3 Things I Learned About PPC This Week
At Red or Blue, we’re a very mixed bunch – some of us come from e-commerce backgrounds, others from more technical positions, and Kun even started his technical career by working in a consumer electronics factory. In a previous life I was a paid search wizard, and have been fortunate enough to carry on this skill for some of our organic search clients.
As the old saying goes, you never stop learning; one of our clients had some very specific needs which took some creative thinking – If you’ve found this page through the magic of Google, here are some solutions to weird Adwords restrictions (and one competitive analysis method)….
Using the display network to get competitive & reputation metrics
We’ve known for a long time that the best statistics about search volume for specific keywords come from running PPC campaigns for those keywords; what I’ve learned this week is that we can measure the effect that bad reviews or discount sites are having on us by running PPC campaigns too.
When it comes to gauging the traffic of sites which are out of our control (for instance, competitors or third party review sites), we are often forced to use metric sites who take a “best guess” approach. However, if the site uses Adsense to monetise a certain page (perhaps it’s a forum with a bad review, or a discount code website, or maybe your competitor just likes money a little too much) we can easily gain accurate statistics about the effect of that page using Google’s display network.
If it’s a competitor site – create a quick blog on WordPress.com (we don’t want them to know you’re snooping on them), create an uninteresting image ad, and target it at the site using the delivery method ”Accelerated”.
For maximum accuracy, run the campaign on a CPM basis, and set the budget relatively high (a few dollars per 1000 impressions) – you’ll now have loads of data about the amount of traffic going to the site, and the time of day. For even better data, duplicate the campaign many times and target each one either by country, language, device.
For bonus points, run remarketing adgroups at a higher CPM/CPC than the others – that way, you’ll be able to segment the site’s impressions by those visitors who’ve also visited you in the past few months, and those who haven’t.
Target and Exclude the same location
Our client sells widgets. These aren’t just any widgets – they’re the best widgets in the country. They’ve been cited as changing the widget world with their innovative features. It goes without saying then that their widgets fetch the highest price – there are plenty of others who will happily market their widgets for a little over £25, however our client asks for a minimum of £10, 000 for theirs. Obviously then, we’re only targeting those users in the UK who’ve searching for the “best widgets”. We’ve also found though, that overseas customers who specifically search for UK widget sellers are also looking for the best – even if they use a generic search query like “UK widgets”.

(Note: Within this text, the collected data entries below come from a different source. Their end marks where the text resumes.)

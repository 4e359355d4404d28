//! Lead upload and listing endpoints.

use axum::Json;
use axum::extract::{Multipart, State};
use axum::http::StatusCode;
use serde::Serialize;
use serde_json::{Value, json};

use crate::csv_io::{self, LEAD_COLUMNS};
use crate::error::{ApiError, ApiResult};
use crate::state::AppState;
use crate::store::StoredLead;

/// Multipart field carrying the CSV file.
pub const UPLOAD_FIELD: &str = "leads";

/// Lead view returned by the API (bio omitted).
#[derive(Debug, Serialize)]
pub struct LeadSummary {
    pub name: String,
    pub role: String,
    pub company: String,
    pub industry: String,
    pub location: String,
}

impl From<StoredLead> for LeadSummary {
    fn from(stored: StoredLead) -> Self {
        let lead = stored.lead;
        Self {
            name: lead.name,
            role: lead.role,
            company: lead.company,
            industry: lead.industry,
            location: lead.location,
        }
    }
}

#[derive(Debug, Serialize)]
pub struct LeadsResponse {
    pub message: &'static str,
    pub count: usize,
    pub leads: Vec<LeadSummary>,
}

impl LeadsResponse {
    fn new(message: &'static str, leads: Vec<StoredLead>) -> Self {
        Self {
            message,
            count: leads.len(),
            leads: leads.into_iter().map(LeadSummary::from).collect(),
        }
    }
}

/// POST /api/v1/leads/upload: parse the CSV in field `leads` and replace
/// the stored lead list.
pub async fn upload_leads(
    State(state): State<AppState>,
    mut multipart: Multipart,
) -> ApiResult<(StatusCode, Json<LeadsResponse>)> {
    let mut file = None;
    while let Some(field) = multipart
        .next_field()
        .await
        .map_err(|e| ApiError::BadRequest(format!("invalid multipart body: {e}")))?
    {
        if field.name() == Some(UPLOAD_FIELD) {
            let bytes = field
                .bytes()
                .await
                .map_err(|e| ApiError::BadRequest(format!("could not read upload: {e}")))?;
            file = Some(bytes);
            break;
        }
    }

    let Some(bytes) = file else {
        return Err(ApiError::BadRequest(format!(
            "no file uploaded; send a CSV in the '{UPLOAD_FIELD}' field with columns {}",
            LEAD_COLUMNS.join(",")
        )));
    };

    let leads = csv_io::parse_leads(&bytes[..])
        .map_err(|e| ApiError::BadRequest(format!("could not parse CSV: {e}")))?;
    if leads.is_empty() {
        return Err(ApiError::BadRequest(
            "no valid leads found; rows need both name and company".into(),
        ));
    }

    let stored = state.store.set_leads(leads).await;
    tracing::info!(count = stored.len(), bytes = bytes.len(), "lead file uploaded");

    Ok((
        StatusCode::CREATED,
        Json(LeadsResponse::new("Leads uploaded", stored)),
    ))
}

/// GET /api/v1/leads: the stored leads.
pub async fn list_leads(State(state): State<AppState>) -> ApiResult<Json<LeadsResponse>> {
    let leads = state.store.leads().await;
    if leads.is_empty() {
        return Err(ApiError::NotFound(
            "no leads uploaded; POST /api/v1/leads/upload first".into(),
        ));
    }
    Ok(Json(LeadsResponse::new("Leads found", leads)))
}

/// GET /api/v1/leads/sample: expected CSV layout.
pub async fn sample_format() -> Json<Value> {
    Json(json!({
        "message": "Sample CSV format",
        "field": UPLOAD_FIELD,
        "columns": LEAD_COLUMNS,
        "sample_data": [
            {
                "name": "John Doe",
                "role": "CEO",
                "company": "TechCorp",
                "industry": "Technology",
                "location": "San Francisco",
                "linkedin_bio": "Tech leader with 10+ years experience",
            },
            {
                "name": "Jane Smith",
                "role": "Marketing Manager",
                "company": "GrowthCo",
                "industry": "B2B SaaS",
                "location": "New York",
                "linkedin_bio": "Marketing expert focused on growth",
            },
        ],
        "csv_example": format!(
            "{}\nJohn Doe,CEO,TechCorp,Technology,San Francisco,Tech leader with 10+ years experience",
            LEAD_COLUMNS.join(",")
        ),
    }))
}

So it’s easy – we target our ads at two markets – UK-based visitors searching for the “best” and “top” widgets; and overseas users who are using a generic “widget” search query, but have a search intent inside the UK – i.e. “UK widget store”. This is where we hit a big problem – while Adwords will let you specify that you want to exclude by the user’s location (i.e. target the entire world except the UK), and it will let you target users with a location based search intent (i.e. target users who use words like “in England”, “uk” etc.), it will not let you do both for the same location at the same time.
Here’s where we need to get a little creative –
Listing the individual countries does not work – it causes an exclusion conflict, and Adwords defaults to excluding everyone. The way I found to solve this issue is to use radius targeting to target only users with a search intent inside that radius – this isn’t super accurate (perhaps you’ll pick up some users who were looking for the best widget store in the North Sea), but is the best way under the current system.
We also had to exclude Ireland to avoid showing up as local widget sellers.
As Google wouldn’t want to miss out on an ad click – they’ll happily round this radius up to include the UK for search intent purposes
Remove an Adwords account from an email address
As a search marketer, one of the first things I did with my new work email address was sign it up to Adwords so that I could use the keyword tool. A few weeks later, I regretted this as google then refused to add an MCC (agency) account to the same email address – and getting an Adwords account removed from an email address takes days to do it officially – there’s procedures, paperwork, and phone calls involved. It’s just not worth it.
The trick to get around this is essentially to play pass-the-parcel with the account data; create a disposable email address, add it as an admin to the adwords account, then boot the original user out of the account by using the ‘Terminate access’ option. Hey presto, your email address will no longer be associated with the adwords account. After you’ve signed up to MCC, you can re-add the original account to your dashboard using the account number.